Purpose : To examine the extent to which nuclear metallothionein protects from radiation-induced DNA damage under aerobic and hypoxic conditions. Materials and methods : A semiquantitative fluorescence image analysis method measured the nuclear content of metallothionein (MT) in ME180 and SiHa human squamous cervical carcinoma cell lines under normal growth conditions, and following MT induction by zinc. The extent of initial DNA damage following 60 Co irradiation under aerobic and hypoxic conditions was assessed using the alkaline comet assay. Results : Provided that cells were maintained at 37°C, most of the cellular content of MT was in the nucleus.
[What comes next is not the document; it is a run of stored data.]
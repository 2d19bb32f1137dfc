use axum::body::Bytes;
use axum::extract::State;
use axum::http::StatusCode;
use axum::Json;
use serde::{Deserialize, Serialize};

use super::ApiState;
use crate::core::network_monitor::{MonitorState, NetworkStatusInfo};
use crate::logging::kv;

#[derive(Debug, Serialize, Deserialize)]
pub struct HealthResponse {
    pub status: bool,
}

#[derive(Debug, Serialize, Deserialize)]
pub struct StateResponse {
    pub state: MonitorState,
}

#[derive(Debug, Deserialize)]
struct StateChangeRequest {
    state: String,
}

pub async fn health(State(state): State<ApiState>) -> Json<HealthResponse> {
    Json(HealthResponse {
        status: state.monitor.network_operates_stable(),
    })
}

pub async fn status(State(state): State<ApiState>) -> Json<NetworkStatusInfo> {
    Json(state.monitor.network_status_info())
}

pub async fn get_state(State(state): State<ApiState>) -> Json<StateResponse> {
    Json(StateResponse {
        state: state.monitor.state(),
    })
}

/// Body is decoded by hand so that every malformed request maps to 400.
pub async fn set_state(State(state): State<ApiState>, body: Bytes) -> (StatusCode, &'static str) {
    let request: StateChangeRequest = match serde_json::from_slice(&body) {
        Ok(request) => request,
        Err(err) => {
            state.log.warn(
                format_args!("invalid set monitor state request"),
                &[kv("error", &err)],
            );
            return (StatusCode::BAD_REQUEST, "Bad Request");
        }
    };

    let new_state: MonitorState = match request.state.parse() {
        Ok(new_state) => new_state,
        Err(err) => {
            state.log.warn(
                format_args!("invalid set monitor state request"),
                &[kv("error", &err)],
            );
            return (StatusCode::BAD_REQUEST, "Bad Request");
        }
    };

    let previous = state.monitor.change_state(new_state);
    state.log.info(
        format_args!("monitor state has been successfully changed"),
        &[kv("from", &previous), kv("to", &new_state)],
    );
    (StatusCode::OK, "")
}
Incubation at 4°C caused the rapid translocation of MT from the nucleus into the cytoplasm in both cell lines, with no net loss of cellular MT. Baseline nuclear MT levels were about four times greater in ME180 cells, and were much more readily induced by treatment with 100 μ m zinc acetate, compared with SiHa cells. Under aerobic conditions, MT induction by zinc resulted in no protection in either of the cell lines. Under hypoxic conditions, however, the number of DNA single-strand breaks in zinc-treated cells was reduced by ~40% in ME180, but not in SiHa cells, when compared with non-induced controls. Conclusions : Nuclear MT can exert a significant level of protection from radiation by a mechanism that involves competition with oxygen for DNA radical sites and/or scavenging of free radicals. Because increased MT levels have been reported in hypoxic micro-regions of some solid tumours, this protective mechanism might have clinical relevance.